Jeszcze wczoraj na Aledrogo wisiał BAS-2 na licytacji i poleciał za jakieś 130 złociszy. Takie wiosło jako użytkownik bardzo polecam, tylko akcja strun przeszkadza – to 9mm. Piec można w ogóle pominąć i zadowalać się Audacity i/lub Reaperem (januszyzm). Chiński piec można na olx wyhaczyć za stówacza, ale dźwięk takich cudów nie jest mi znany.
Moje typy na dziś (do 450zł za instrument “do nauki” i sprawdzenia czy zapał nie minie):
– 399zł LTD B10: [url=][/url]
– 400zł Samick CR1: [url=][/url]
– 450zł Epiphone Toby: [url=][/url]
ULEK, ten LTD za 399zł to niezły sztos. Oni robią świetne budżetowe graty.
Moim zdaniem te tanie LTD, Ibanezy, Corty są nieco bezpłciowe w brzmieniu (kiedyś pomagałem koledze kupić tani bas w sklepie). Zdecydowanie więcej charakteru miała prosta Yamaha RBX170 z aghatisu. Mówimy o najniższej półce, chociaż absurdalnie nowy LTD, napakowany elektroniką w cenie bliżej 2k zł też dupy nie urywał w takim zestawieniu…
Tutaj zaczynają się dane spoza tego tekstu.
impl ContractRef {
    pub fn from_row(variant: RowVariant, row: &RowRecord) -> Self {
        let schema = variant.schema();
        let text = |field: Option<&str>| field.map(|f| row.get(f).to_string()).unwrap_or_default();
        let contractor = row.get(schema.contractor_field).trim();

        ContractRef {
            id: row.sno,
            source: variant,
            contractor_name: if contractor.is_empty() {
                "Unknown Contractor".to_string()
            } else {
                contractor.to_string()
            },
            efile: text(schema.efile_field),
            description: text(schema.description_field),
            end_date: schema.expiry_field.and_then(|f| row.date(f)),
            value: schema.value_field.and_then(|f| row.amount(f)).unwrap_or(0.0),
        }
    }
}

#[derive(Clone, Serialize, Deserialize, Debug, PartialEq)]
pub struct ExpiringContract {
    #[serde(flatten)]
    pub contract: ContractRef,
    pub days_until_expiry: i64,
    pub urgency: Urgency,
}

/// Contractor-list and bill-tracker rows whose expiry falls within
/// `today..=today+window`, soonest first.
pub fn expiring_contracts(
    contractors: &[RowRecord],
    bills: &[RowRecord],
    today: NaiveDate,
    window: i64,
) -> Vec<ExpiringContract> {
    let sources = [
        (RowVariant::ContractorList, contractors),
        (RowVariant::BillTracker, bills),
    ];

    let mut expiring: Vec<ExpiringContract> = sources
        .iter()
        .flat_map(|(variant, rows)| rows.iter().map(move |row| ContractRef::from_row(*variant, row)))
        .filter_map(|contract| {
            let end = contract.end_date?;
            let days = days_until(end, today);
            if (0..=window).contains(&days) {
                Some(ExpiringContract {
                    contract,
                    days_until_expiry: days,
                    urgency: Urgency::from_days(days),
                })
            } else {
                None
            }
        })
        .collect();

    expiring.sort_by_key(|e| e.contract.end_date);
    expiring
}
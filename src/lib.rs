/*!
# Contract Tracker

Contract, bill and bank-guarantee tracking, built in Rust.

## Overview

Three editable tables make up the tracker: the **contractor list**, the
**bill tracker** and the **EPBG tracker** (extended performance bank
guarantees). Each is an ordered grid of rows with snapshot undo/redo, a
debounced writer that saves to the REST API and falls back to a local store,
and expiry metrics derived from the row dates. A rule-based analytics layer
summarizes the tables and scores contractor risk.

## Architecture

### Editing core
- **Row Schema Registry** - field sets, aliases, storage keys and endpoints per table
- **Grid State Store** - ordered rows with contiguous `1..N` serial numbers
- **Snapshot History** - bounded linear undo/redo over serialized states
- **Grid Controller** - one table page: store, history and persistence together

### Persistence Layer
- Remote tier: blocking REST client (`ureq`) used from `spawn_blocking`
- Local tiers: a session-scoped memory store and gzip-compressed files on disk
- Debounced, last-write-wins saving with remote → local → mirror → recovery reads
- Whole-workbook backups as gzip-compressed bincode
- CSV / XLSX import and export

### Server (feature `web`)
- axum REST API with cookie sessions and Argon2 password hashes
- Read endpoints need a session; writes need the admin or staff role

## Modules

- **schema**: table definitions and field-name resolution
- **record**: a typed row, its attachments and its JSON shape
- **grid**: the ordered row store
- **history**: snapshot undo/redo
- **storage**: local key/value tiers
- **client**: REST client and the remote tier trait
- **sync**: debounced persistence with fallback
- **metrics**: days remaining, expiry tiers, risk score, date and amount parsing
- **insights**: summary, insights, recommendations and the analytics report
- **controller**: the page controller tying the above together
- **renewal**: expiring contracts, contract analysis and the renewal ledger
- **import** / **export**: CSV and XLSX
- **backup**: workbook persistence with compression
- **login**: roles, accounts and sessions
- **config** / **logging**: command-line configuration and tracing setup
- **app**: routing and handlers

## REST API Endpoints

- `GET|POST /api/contractor-list`, `/api/bill-tracker`, `/api/epbg` - table rows
- `GET /api/contract-renewal/expiring`, `POST /api/contract-renewal/{analyze,process-renewal,process-payment,confirm}`
- `GET /api/check-auth`, `POST /api/login`, `POST /api/logout`, `PUT /api/user/theme`
- `GET /api/export/{table}/{csv|xlsx}`, `POST /api/excel-upload/{table}`
- `GET /api/analytics/report`, `GET /api/health`
*/

pub mod backup;
pub mod client;
pub mod config;
pub mod controller;
pub mod export;
pub mod grid;
pub mod history;
pub mod import;
pub mod insights;
pub mod logging;
pub mod login;
pub mod metrics;
pub mod record;
pub mod renewal;
pub mod schema;
pub mod storage;
pub mod sync;

#[cfg(feature = "web")]
pub mod app;

pub use backup::Workbook;
pub use client::{ApiClient, RemoteError, RemoteTier};
pub use controller::{ControllerError, GridController, RowView};
pub use grid::{GridError, GridStore};
pub use history::{HistoryPhase, SnapshotHistory};
pub use insights::AnalyticsReport;
pub use metrics::{Expiry, ExpiryTier, TierThresholds, days_remaining, risk_score};
pub use record::RowRecord;
pub use schema::{RowVariant, StorageScope};
pub use storage::{FileStore, LocalStore, LocalTiers, MemoryStore};
pub use sync::{LoadSource, PersistenceSynchronizer, SyncConfig, SyncError, SyncStatus, WriteOutcome};
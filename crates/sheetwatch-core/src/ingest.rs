//! Parsing of raw sheet cells into observed entry dates.

use chrono::NaiveDate;
use thiserror::Error;

/// Format the form writes into the date column.
const CELL_DATE_FORMAT: &str = "%m/%d/%Y";

/// A non-blank date cell that does not parse as `MM/DD/YYYY`.
#[derive(Debug, Error)]
#[error("unparseable date cell \"{cell}\": {source}")]
pub struct CellParseError {
    pub cell: String,
    #[source]
    pub source: chrono::ParseError,
}

/// Parses raw cell strings into calendar dates.
///
/// Blank and whitespace-only cells are dropped before parsing. The cell
/// format carries no time component, so two entries on the same day compare
/// equal regardless of when they were submitted.
///
/// # Errors
///
/// Returns [`CellParseError`] for the first non-blank cell that does not
/// parse. The whole column is rejected rather than rows being skipped: a
/// skipped row would show up downstream as a missing date and misdirect the
/// recipient.
pub fn parse_observed_dates(cells: &[String]) -> Result<Vec<NaiveDate>, CellParseError> {
    cells
        .iter()
        .map(|cell| cell.trim())
        .filter(|cell| !cell.is_empty())
        .map(|cell| {
            NaiveDate::parse_from_str(cell, CELL_DATE_FORMAT).map_err(|source| CellParseError {
                cell: cell.to_owned(),
                source,
            })
        })
        .collect()
}

#[cfg(test)]
mod tests {
    use super::*;

    #[test]
    fn parses_slash_dates() {
        let cells = vec!["2/26/2022".to_string(), "02/27/2022".to_string()];
        let dates = parse_observed_dates(&cells).expect("valid cells");
        assert_eq!(
            dates,
            vec![
                NaiveDate::from_ymd_opt(2022, 2, 26).unwrap(),
                NaiveDate::from_ymd_opt(2022, 2, 27).unwrap(),
            ]
        );
    }

    #[test]
    fn drops_blank_and_whitespace_cells() {
        let cells = vec![
            "2/26/2022".to_string(),
            String::new(),
            "   ".to_string(),
            "2/27/2022".to_string(),
        ];
        let dates = parse_observed_dates(&cells).expect("blank cells are dropped");
        assert_eq!(dates.len(), 2);
    }

    #[test]
    fn rejects_iso_formatted_cell() {
        let cells = vec!["2022-02-26".to_string()];
        let err = parse_observed_dates(&cells).expect_err("ISO format is not the cell format");
        assert_eq!(err.cell, "2022-02-26");
    }

    #[test]
    fn empty_input_yields_empty_output() {
        assert!(parse_observed_dates(&[]).expect("empty is fine").is_empty());
    }
}
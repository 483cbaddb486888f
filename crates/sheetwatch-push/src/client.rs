//! The push client.

use std::time::Duration;

use reqwest::{Client, Url};

use crate::error::PushError;
use crate::types::{ErrorResponse, PushNote};

const DEFAULT_BASE_URL: &str = "https://api.pushbullet.com/";

/// Client for the Pushbullet pushes API.
///
/// The access token is supplied per send rather than held by the client:
/// one run delivers to several recipients (entry owner, administrator) and
/// each is identified by its own token.
pub struct PushClient {
    client: Client,
    base_url: Url,
}

impl PushClient {
    /// Creates a new client pointed at the production push API.
    ///
    /// # Errors
    ///
    /// Returns [`PushError::Http`] if the underlying `reqwest::Client`
    /// cannot be constructed.
    pub fn new(timeout_secs: u64) -> Result<Self, PushError> {
        Self::with_base_url(timeout_secs, DEFAULT_BASE_URL)
    }

    /// Creates a new client with a custom base URL (for testing with
    /// wiremock).
    ///
    /// # Errors
    ///
    /// Returns [`PushError::Http`] if the underlying `reqwest::Client`
    /// cannot be constructed, or [`PushError::InvalidBaseUrl`] if `base_url`
    /// does not parse as a usable base.
    pub fn with_base_url(timeout_secs: u64, base_url: &str) -> Result<Self, PushError> {
        let client = Client::builder()
            .timeout(Duration::from_secs(timeout_secs))
            .connect_timeout(Duration::from_secs(10))
            .user_agent("sheetwatch/0.1 (entry-audit)")
            .build()?;

        let normalised = format!("{}/", base_url.trim_end_matches('/'));
        let parsed = Url::parse(&normalised)
            .map_err(|e| PushError::InvalidBaseUrl(format!("{base_url}: {e}")))?;
        if parsed.cannot_be_a_base() {
            return Err(PushError::InvalidBaseUrl(base_url.to_owned()));
        }

        Ok(Self {
            client,
            base_url: parsed,
        })
    }

    /// Delivers one note to the owner of `access_token`.
    ///
    /// One call, no retry; a failure reaches the caller unchanged.
    ///
    /// # Errors
    ///
    /// - [`PushError::ApiError`] if the API returns its error envelope.
    /// - [`PushError::UnexpectedStatus`] on other non-2xx responses.
    /// - [`PushError::Http`] on network failure.
    pub async fn send_note(
        &self,
        access_token: &str,
        title: &str,
        body: &str,
    ) -> Result<(), PushError> {
        let url = self
            .base_url
            .join("v2/pushes")
            .map_err(|e| PushError::InvalidBaseUrl(e.to_string()))?;

        let response = self
            .client
            .post(url)
            .header("Access-Token", access_token)
            .json(&PushNote::new(title, body))
            .send()
            .await?;

        let status = response.status();
        if status.is_success() {
            return Ok(());
        }

        let text = response.text().await?;
        if let Ok(envelope) = serde_json::from_str::<ErrorResponse>(&text) {
            return Err(PushError::ApiError(envelope.error.message));
        }
        Err(PushError::UnexpectedStatus {
            status: status.as_u16(),
        })
    }
}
Co do Harley Bentona, to jeszcze nie miałem w łapie instrumentu, który byłby nijaki. Cenowo absolutnie najniższa liga, więc jak ktoś chce do nauki / na budżetowy backup, to chyba najlepszy wybór (chociażby ten topolowy precel za 3 stówki w sklepie).
Podczas ogrywania w sklepach duże znaczenie ma setup (struny za daleko od gryfu wpłyną negatywnie na brzmienie) oraz zużycie strun. Tanie Ibanezy, Corty i Yamahy to praktycznie takie same basy.
Wiadoma sprawa. Dlatego dodam, ze w mojej ocenie testowane instrumenty były już ustawione i bez padniętych strun. Niestety nie zgodzę się ze stwierdzeniem, ze “to praktycznie takie same basy”.
Może nie “praktycznie takie same”, ale tak samo albo podobnie “bezcharakterne” – dorzuciłbym jeszcze Toby’ego do tej listy. A tak na marginesie to kupując kiedyś jakiś multiefekt, ogrywałem go u sprzedającego na Peavey’u Millenium i byłem bardzo pozytywnie zaskoczony niesamowitą wygodą gryfu i fajnym brzmieniem tego budżetowego wiosła – a czasem można je tanio wyrwać. A z tanich Yamah, to mnie najbardziej leżały stare modele ATT i ATT Plus…
EDIT:
Co prawda robimy tu “żyd czelendż” ale zamiast tego Kustoma KXB200 wolałbym dołożyć 100-150zł (bo gość zakłada negocjacje) i zapodać to:
ULEK zaorane.
700zł LOL – no faktycznie – TO jest oferta.
Chyba za 700zł nie da się lepiej. Ja grałem na wersji 110 tego comba (jest taka – chyba 150 czy 200W na 110) i było fantastyczne. Wersja na 210 to musi urywać dupę.
700 za Byczka!!! Brać, brać i jeszcze raz brać!!! Jak mam starszą wersję jeszcze jako Box Electonics B410, na 2×10″. Dwa preampy lampa + tranzystor. BARDZO głośne combo (320 W – max 400 W), z bardzo szybkim atakiem. Nie muli, super selektywne.
a czy ten temat delikatnie nie powiela Okazje/alegro/olx itd. ?? Bo mi sie wydaje ze tak, i robi sie niezly bajzel na kołkach.Po co pisać o tym samym w dwóch tematach.